▶ _TASK DIRECTIONS_: Your answer should hold every line of the records below that contains the string "Failed".

[Collected data entries]
-*-

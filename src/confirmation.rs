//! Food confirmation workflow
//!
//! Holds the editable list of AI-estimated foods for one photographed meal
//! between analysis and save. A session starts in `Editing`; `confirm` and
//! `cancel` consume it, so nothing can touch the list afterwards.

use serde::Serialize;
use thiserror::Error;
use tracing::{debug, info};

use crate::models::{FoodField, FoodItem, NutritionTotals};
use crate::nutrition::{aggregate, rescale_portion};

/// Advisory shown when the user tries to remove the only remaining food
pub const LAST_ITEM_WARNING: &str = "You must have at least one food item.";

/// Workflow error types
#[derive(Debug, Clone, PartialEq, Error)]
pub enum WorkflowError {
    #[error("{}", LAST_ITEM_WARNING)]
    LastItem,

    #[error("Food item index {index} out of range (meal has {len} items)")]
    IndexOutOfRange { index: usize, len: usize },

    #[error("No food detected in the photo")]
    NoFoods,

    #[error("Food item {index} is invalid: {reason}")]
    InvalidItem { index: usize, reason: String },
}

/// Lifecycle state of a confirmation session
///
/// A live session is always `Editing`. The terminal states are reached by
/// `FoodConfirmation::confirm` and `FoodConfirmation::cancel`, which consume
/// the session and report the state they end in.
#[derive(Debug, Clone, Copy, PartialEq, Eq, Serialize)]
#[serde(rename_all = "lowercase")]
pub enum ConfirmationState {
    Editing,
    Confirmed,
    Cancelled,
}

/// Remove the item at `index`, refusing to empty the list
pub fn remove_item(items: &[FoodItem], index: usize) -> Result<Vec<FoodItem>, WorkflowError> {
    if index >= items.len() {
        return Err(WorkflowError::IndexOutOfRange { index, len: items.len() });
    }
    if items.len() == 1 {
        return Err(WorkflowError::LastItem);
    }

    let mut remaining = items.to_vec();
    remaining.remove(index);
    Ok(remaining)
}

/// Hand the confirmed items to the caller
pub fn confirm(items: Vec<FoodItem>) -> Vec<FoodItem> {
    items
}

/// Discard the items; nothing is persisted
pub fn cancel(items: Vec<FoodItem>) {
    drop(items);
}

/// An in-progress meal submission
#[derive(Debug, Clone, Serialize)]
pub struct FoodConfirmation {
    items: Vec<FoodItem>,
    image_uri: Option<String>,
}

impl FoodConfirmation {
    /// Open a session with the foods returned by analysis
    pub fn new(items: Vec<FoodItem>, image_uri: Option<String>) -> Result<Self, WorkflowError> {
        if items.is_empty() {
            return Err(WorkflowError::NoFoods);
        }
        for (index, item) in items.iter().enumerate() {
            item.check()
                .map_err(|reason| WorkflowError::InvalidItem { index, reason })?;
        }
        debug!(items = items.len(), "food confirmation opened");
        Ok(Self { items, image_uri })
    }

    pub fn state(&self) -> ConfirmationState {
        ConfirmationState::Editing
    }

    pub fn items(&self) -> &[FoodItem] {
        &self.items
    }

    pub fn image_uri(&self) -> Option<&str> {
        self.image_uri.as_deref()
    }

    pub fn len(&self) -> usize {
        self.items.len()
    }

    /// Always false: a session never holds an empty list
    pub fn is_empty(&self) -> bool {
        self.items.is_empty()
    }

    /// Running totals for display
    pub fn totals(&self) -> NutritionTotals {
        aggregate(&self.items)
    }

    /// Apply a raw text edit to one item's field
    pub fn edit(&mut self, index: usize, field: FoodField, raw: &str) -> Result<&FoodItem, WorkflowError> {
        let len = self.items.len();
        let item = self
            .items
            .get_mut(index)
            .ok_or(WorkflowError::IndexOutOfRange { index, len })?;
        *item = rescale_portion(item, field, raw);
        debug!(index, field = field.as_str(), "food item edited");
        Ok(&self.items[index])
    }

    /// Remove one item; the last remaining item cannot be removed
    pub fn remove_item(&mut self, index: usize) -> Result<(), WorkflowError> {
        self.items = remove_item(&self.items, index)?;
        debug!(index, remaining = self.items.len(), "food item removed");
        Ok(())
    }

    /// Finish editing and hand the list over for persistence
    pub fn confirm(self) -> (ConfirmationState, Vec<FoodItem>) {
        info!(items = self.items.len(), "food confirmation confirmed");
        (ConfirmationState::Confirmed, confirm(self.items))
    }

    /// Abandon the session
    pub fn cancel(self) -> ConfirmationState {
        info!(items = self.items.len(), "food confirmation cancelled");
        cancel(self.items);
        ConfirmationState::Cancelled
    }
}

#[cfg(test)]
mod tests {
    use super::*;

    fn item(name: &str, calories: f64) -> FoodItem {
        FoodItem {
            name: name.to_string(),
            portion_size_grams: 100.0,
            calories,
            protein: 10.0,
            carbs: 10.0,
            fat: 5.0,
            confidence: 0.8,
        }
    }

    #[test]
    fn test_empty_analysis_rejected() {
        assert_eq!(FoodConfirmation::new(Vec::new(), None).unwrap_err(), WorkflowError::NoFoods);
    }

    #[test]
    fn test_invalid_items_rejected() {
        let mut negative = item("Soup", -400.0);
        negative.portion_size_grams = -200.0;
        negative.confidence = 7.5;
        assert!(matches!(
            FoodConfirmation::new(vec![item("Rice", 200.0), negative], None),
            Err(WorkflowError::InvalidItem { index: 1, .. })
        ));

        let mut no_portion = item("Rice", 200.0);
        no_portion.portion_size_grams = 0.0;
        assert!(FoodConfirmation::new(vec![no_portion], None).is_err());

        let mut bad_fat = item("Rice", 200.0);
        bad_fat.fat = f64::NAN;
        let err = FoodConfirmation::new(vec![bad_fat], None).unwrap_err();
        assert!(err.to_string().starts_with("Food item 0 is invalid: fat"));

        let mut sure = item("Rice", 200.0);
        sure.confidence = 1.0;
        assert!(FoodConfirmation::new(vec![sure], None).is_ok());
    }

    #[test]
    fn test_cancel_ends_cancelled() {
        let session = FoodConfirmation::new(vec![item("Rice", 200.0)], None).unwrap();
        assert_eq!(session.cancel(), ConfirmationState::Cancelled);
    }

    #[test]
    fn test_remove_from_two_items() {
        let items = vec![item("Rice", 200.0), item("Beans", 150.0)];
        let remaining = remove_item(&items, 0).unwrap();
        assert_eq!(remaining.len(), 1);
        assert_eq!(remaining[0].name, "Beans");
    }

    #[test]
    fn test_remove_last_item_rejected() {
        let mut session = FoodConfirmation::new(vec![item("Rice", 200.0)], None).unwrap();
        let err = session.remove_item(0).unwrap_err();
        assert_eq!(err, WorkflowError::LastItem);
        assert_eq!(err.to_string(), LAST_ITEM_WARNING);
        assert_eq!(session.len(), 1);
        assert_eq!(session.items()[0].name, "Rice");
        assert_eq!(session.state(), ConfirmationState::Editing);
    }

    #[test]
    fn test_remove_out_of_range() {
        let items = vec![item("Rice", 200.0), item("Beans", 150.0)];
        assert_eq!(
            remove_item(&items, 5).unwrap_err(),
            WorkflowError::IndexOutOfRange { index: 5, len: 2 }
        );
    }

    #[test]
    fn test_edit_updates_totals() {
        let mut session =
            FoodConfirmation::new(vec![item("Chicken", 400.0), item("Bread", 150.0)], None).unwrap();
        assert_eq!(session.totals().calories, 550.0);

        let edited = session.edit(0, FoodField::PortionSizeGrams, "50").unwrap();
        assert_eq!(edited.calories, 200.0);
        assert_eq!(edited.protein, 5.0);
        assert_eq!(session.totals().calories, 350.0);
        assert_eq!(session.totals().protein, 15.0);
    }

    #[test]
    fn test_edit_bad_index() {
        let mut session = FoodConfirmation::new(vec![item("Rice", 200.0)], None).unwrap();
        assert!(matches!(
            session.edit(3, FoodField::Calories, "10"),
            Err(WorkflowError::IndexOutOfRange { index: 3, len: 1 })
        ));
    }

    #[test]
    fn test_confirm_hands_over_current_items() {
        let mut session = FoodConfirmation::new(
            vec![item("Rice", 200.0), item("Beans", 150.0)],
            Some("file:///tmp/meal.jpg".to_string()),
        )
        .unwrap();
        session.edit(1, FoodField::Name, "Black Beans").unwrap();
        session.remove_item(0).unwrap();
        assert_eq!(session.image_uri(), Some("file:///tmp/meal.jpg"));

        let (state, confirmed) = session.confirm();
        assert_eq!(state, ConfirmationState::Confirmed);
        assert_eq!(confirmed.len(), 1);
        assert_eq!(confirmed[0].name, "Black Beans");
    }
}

-*-

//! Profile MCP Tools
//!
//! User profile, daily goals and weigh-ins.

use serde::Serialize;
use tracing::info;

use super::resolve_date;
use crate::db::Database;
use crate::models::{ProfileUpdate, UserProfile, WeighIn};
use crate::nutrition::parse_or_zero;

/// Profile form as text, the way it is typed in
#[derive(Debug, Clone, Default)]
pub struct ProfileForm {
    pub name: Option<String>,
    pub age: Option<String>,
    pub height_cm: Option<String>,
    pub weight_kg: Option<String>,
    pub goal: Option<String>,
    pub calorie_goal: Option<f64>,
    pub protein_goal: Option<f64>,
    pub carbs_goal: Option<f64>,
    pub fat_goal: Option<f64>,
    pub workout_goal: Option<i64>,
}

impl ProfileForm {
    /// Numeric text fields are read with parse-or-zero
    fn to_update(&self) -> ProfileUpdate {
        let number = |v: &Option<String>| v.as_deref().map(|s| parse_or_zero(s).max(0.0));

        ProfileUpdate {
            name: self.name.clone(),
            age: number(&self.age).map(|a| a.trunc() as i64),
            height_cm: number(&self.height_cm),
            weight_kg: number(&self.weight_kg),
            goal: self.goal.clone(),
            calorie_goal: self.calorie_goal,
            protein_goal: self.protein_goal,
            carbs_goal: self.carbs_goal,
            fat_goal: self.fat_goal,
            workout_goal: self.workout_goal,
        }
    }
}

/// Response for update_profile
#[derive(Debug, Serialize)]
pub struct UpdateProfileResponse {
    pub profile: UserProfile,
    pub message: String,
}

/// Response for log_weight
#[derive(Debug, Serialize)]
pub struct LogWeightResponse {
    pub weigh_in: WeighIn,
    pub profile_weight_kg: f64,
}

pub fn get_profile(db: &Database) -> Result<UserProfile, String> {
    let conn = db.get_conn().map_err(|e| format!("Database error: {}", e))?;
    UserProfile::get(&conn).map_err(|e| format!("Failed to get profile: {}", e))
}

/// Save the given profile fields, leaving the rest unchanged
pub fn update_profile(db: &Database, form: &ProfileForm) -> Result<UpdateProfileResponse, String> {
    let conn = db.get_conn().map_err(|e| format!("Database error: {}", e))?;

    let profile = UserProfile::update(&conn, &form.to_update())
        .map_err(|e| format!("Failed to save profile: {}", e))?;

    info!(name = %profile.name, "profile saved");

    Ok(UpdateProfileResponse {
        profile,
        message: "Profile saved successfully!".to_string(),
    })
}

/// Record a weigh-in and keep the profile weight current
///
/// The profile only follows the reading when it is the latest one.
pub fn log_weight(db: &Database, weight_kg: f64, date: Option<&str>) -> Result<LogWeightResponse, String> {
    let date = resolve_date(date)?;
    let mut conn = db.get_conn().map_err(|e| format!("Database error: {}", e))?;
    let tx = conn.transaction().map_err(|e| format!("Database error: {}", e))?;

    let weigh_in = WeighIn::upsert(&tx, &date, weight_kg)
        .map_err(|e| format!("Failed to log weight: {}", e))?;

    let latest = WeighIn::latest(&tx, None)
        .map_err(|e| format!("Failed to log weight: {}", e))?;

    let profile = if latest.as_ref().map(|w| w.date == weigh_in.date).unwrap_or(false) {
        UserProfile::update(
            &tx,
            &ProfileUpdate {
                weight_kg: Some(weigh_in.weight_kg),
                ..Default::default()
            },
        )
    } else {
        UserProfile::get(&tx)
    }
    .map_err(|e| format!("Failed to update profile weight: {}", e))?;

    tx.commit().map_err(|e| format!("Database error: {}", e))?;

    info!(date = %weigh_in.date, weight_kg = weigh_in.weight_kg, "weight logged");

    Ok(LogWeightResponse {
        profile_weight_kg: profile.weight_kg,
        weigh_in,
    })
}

-*-

▶ _WRITTEN ANSWER_:
    UserProfile::get(&conn).map_err(|e| format!("Failed to get profile: {}", e))
        .map_err(|e| format!("Failed to save profile: {}", e))?;
        .map_err(|e| format!("Failed to log weight: {}", e))?;
        .map_err(|e| format!("Failed to log weight: {}", e))?;
    .map_err(|e| format!("Failed to update profile weight: {}", e))?;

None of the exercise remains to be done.